The snow we have now will add extra weight to the ice. Keep that in mind for traveling on the ice. We will need a significant cold snap to build more ice now as we have been stuck in the 11-15 inch range for a couple weeks. If the forecast is right , it looks like we will get it this week, too!
The added weight on the ice can also create the risk of slushing and flooding, so pay attention to your conditions after you get set up. Avoid crowding areas will help reduce the risk for flooding.
After the snow gets packed over the shoreline ice ridges, the access points will make it easier to get on and off the lake. Initially, proceed with caution as the snow can hide some of the sharp ice and rough areas to cross. The snow cover can also hide some of the ice ridges and heaves on the lake.

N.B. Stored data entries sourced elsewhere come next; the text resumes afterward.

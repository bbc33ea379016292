//! # Billbook API
//!
//! HTTP billing service: carts, GST totals, loyalty redemption and
//! invoices over JSON.
//!
//! ## Architecture
//! ```text
//! ┌─────────────────────────────────────────────────────────────────────────┐
//! │                         Billbook API                                    │
//! │                                                                         │
//! │  request ──► TraceLayer ──► Router ──► handler                         │
//! │                                          │                              │
//! │                     AuthUser (Bearer JWT)┤                              │
//! │                                          ▼                              │
//! │  ┌──────────────────────────────────────────────────────────────────┐  │
//! │  │                          AppState                                 │  │
//! │  │                                                                   │  │
//! │  │  ┌──────────────┐  ┌──────────────────┐  ┌─────────────────────┐ │  │
//! │  │  │ SessionReg.  │  │ Ports (Arc<dyn>) │  │ Authenticator       │ │  │
//! │  │  │ one Mutex    │  │ ProductCatalog   │  │ challenge / verify  │ │  │
//! │  │  │ per cart     │  │ CustomerDirectory│  │ JwtManager          │ │  │
//! │  │  │              │  │ CartStore        │  │                     │ │  │
//! │  │  │              │  │ InvoiceStore     │  │                     │ │  │
//! │  │  └──────────────┘  └────────┬─────────┘  └─────────────────────┘ │  │
//! │  └─────────────────────────────┼─────────────────────────────────────┘  │
//! │                                ▼                                        │
//! │                     billbook-db (SQLite, WAL)                           │
//! └─────────────────────────────────────────────────────────────────────────┘
//! ```
//!
//! ## Configuration
//! Environment variables, see [`config::ApiConfig`]:
//! - `BILLBOOK_BIND_ADDR` - listen address (default: 0.0.0.0:8080)
//! - `BILLBOOK_DB_PATH` - SQLite file (default: ./billbook.db)
//! - `BILLBOOK_JWT_SECRET` - token signing secret, required in production
//! - `BILLBOOK_STORE_STATE_CODE` - GST state code of the store (default: 29)

pub mod auth;
pub mod config;
pub mod error;
pub mod routes;
pub mod sessions;

use std::sync::Arc;

use axum::Router;
use tower_http::trace::TraceLayer;

use billbook_core::ports::{CartStore, CustomerDirectory, InvoiceStore, ProductCatalog};
use billbook_db::Database;

use crate::auth::{Authenticator, CodeSender, JwtManager};
use crate::sessions::SessionRegistry;

// Re-exports
pub use config::ApiConfig;
pub use error::ApiError;

/// Shared application state, cloned into every handler.
#[derive(Clone)]
pub struct AppState {
    pub config: Arc<ApiConfig>,
    pub db: Database,
    pub catalog: Arc<dyn ProductCatalog>,
    pub customers: Arc<dyn CustomerDirectory>,
    pub carts: Arc<dyn CartStore>,
    pub invoices: Arc<dyn InvoiceStore>,
    pub sessions: Arc<SessionRegistry>,
    pub jwt: Arc<JwtManager>,
    pub auth: Arc<Authenticator>,
}

impl AppState {
    /// Wires the SQLite repositories and auth around `db`.
    pub fn new(config: ApiConfig, db: Database, sender: Arc<dyn CodeSender>) -> Self {
        let jwt = Arc::new(JwtManager::new(
            config.jwt_secret.clone(),
            config.token_lifetime_secs,
        ));
        let auth = Arc::new(Authenticator::new(
            db.staff(),
            jwt.clone(),
            sender,
            config.challenge_lifetime_secs,
            config.challenge_max_attempts,
        ));

        AppState {
            catalog: Arc::new(db.products()),
            customers: Arc::new(db.customers()),
            carts: Arc::new(db.held_carts()),
            invoices: Arc::new(db.invoices()),
            sessions: Arc::new(SessionRegistry::new()),
            config: Arc::new(config),
            db,
            jwt,
            auth,
        }
    }
}

/// Builds the router with request tracing.
pub fn build_router(state: AppState) -> Router {
    routes::routes()
        .layer(TraceLayer::new_for_http())
        .with_state(state)
}
//! # Loyalty Redemption
//!
//! One point is worth one rupee. A redemption is bounded twice:
//!
//! ```text
//! max_redeemable = min(available, floor(grand_total))
//! redeemed       = clamp(requested, 0, max_redeemable)
//! payable        = grand_total − redeemed          (never negative)
//! ```
//!
//! Redemption is a calculation. The customer's balance is only reduced when
//! an invoice is finalized by the invoice store.

use rust_decimal::prelude::ToPrimitive;
use rust_decimal::Decimal;
use serde::{Deserialize, Serialize};

use crate::error::{CoreResult, ValidationError};

/// Outcome of applying a redemption request to a bill.
#[derive(Debug, Clone, Copy, PartialEq, Eq, Serialize, Deserialize)]
#[serde(rename_all = "camelCase")]
pub struct Redemption {
    pub max_redeemable: i64,
    pub redeemed: i64,
    pub payable_after_redemption: Decimal,
}

/// Applies a redemption request of `requested` points to `grand_total`.
///
/// A negative `requested` is an error. A request above the bound is
/// clamped, matching how the till caps the points field.
///
/// ## Example
/// ```rust
/// use billbook_core::loyalty::redeem;
/// use rust_decimal::Decimal;
///
/// let r = redeem(50, Decimal::from(236), 80).unwrap();
/// assert_eq!(r.redeemed, 50);
/// assert_eq!(r.payable_after_redemption, Decimal::from(186));
/// ```
pub fn redeem(available: i64, grand_total: Decimal, requested: i64) -> CoreResult<Redemption> {
    if requested < 0 {
        return Err(ValidationError::negative("points").into());
    }

    Ok(apply(available, grand_total, requested))
}

/// The bounding rule without input validation; negative requests count as 0.
pub(crate) fn apply(available: i64, grand_total: Decimal, requested: i64) -> Redemption {
    let bill_cap = grand_total.floor().max(Decimal::ZERO).to_i64().unwrap_or(i64::MAX);
    let max_redeemable = available.max(0).min(bill_cap);
    let redeemed = requested.clamp(0, max_redeemable);

    Redemption {
        max_redeemable,
        redeemed,
        payable_after_redemption: grand_total - Decimal::from(redeemed),
    }
}

#[cfg(test)]
mod tests {
    use super::*;
    use crate::error::ErrorKind;

    #[test]
    fn test_scenario_d_clamps_to_balance() {
        let r = redeem(50, Decimal::from(236), 80).unwrap();
        assert_eq!(r.max_redeemable, 50);
        assert_eq!(r.redeemed, 50);
        assert_eq!(r.payable_after_redemption, Decimal::from(186));
    }

    #[test]
    fn test_bounded_by_floor_of_bill() {
        let r = redeem(1_000, Decimal::new(6405, 1), 1_000).unwrap();
        assert_eq!(r.max_redeemable, 640);
        assert_eq!(r.redeemed, 640);
        assert_eq!(r.payable_after_redemption, Decimal::new(5, 1));
    }

    #[test]
    fn test_request_within_bounds_is_kept() {
        let r = redeem(50, Decimal::from(236), 20).unwrap();
        assert_eq!(r.redeemed, 20);
        assert_eq!(r.payable_after_redemption, Decimal::from(216));
    }

    #[test]
    fn test_zero_bill_and_zero_balance() {
        let r = redeem(50, Decimal::ZERO, 10).unwrap();
        assert_eq!(r.redeemed, 0);
        assert_eq!(r.payable_after_redemption, Decimal::ZERO);

        let r = redeem(0, Decimal::from(100), 10).unwrap();
        assert_eq!(r.redeemed, 0);

        let r = redeem(-5, Decimal::from(100), 10).unwrap();
        assert_eq!(r.max_redeemable, 0);
    }

    #[test]
    fn test_negative_request_rejected() {
        let err = redeem(50, Decimal::from(236), -1).unwrap_err();
        assert_eq!(err.kind(), ErrorKind::InvalidArgument);
    }

    #[test]
    fn test_payable_never_negative() {
        for available in [0, 1, 99, 100, 101, 10_000] {
            for requested in [0, 1, 50, 100, 500, i64::MAX] {
                for total in [Decimal::ZERO, Decimal::new(5, 1), Decimal::new(9999, 2), Decimal::from(100)] {
                    let r = redeem(available, total, requested).unwrap();
                    assert!(r.payable_after_redemption >= Decimal::ZERO);
                    assert!(r.redeemed <= available.min(total.floor().to_i64().unwrap()));
                }
            }
        }
    }
}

Proceed with caution when traveling across the lakes, especially if you are not familiar with where some of the ice heaves were, as crossing heaves can be precarious and dangerous at times.
Sled travel will be great for those that like to "run and gun" to stay on active bites. Wheeler and vehicle travel will be a little more limiting than the great conditions we had up through Christmas. Do not go too far off plowed roads or trails for this next week. Make sure you have your winter survival kit in your vehicle. Bring good winter gear along with you in the vehicle, even if you are just traveling out to the heated fish house.
Always travel on the ice with a shovel and a tow rope ... just in case. It is always a good idea to have a jumper box or jumper cables as well. It requires teamwork many times to get some situations resolved out on the ice. Tow trucks will not come out to get you. Help others in need, as you may be the one that needs help next time.
Even though you may know your way by heart and have been to your fish house many times, a GPS unit in the rig is never a bad idea. You can also download the new and updated version of the Boating USA Navionics to your smartphone. It's called the Navionics Boating Marine & Lakes, and with this app, as long as you have your phone with you, you will have GPS, as it will function as a handheld GPS unit.
I have been on the lakes when a surprise wind creates white-out conditions. Without the GPS, you could easily head the wrong direction, get lost, or end up in a dangerous location. Treat the lakes, our winters, and yourself with respect, and always err on the side of caution so you can live to fish another day!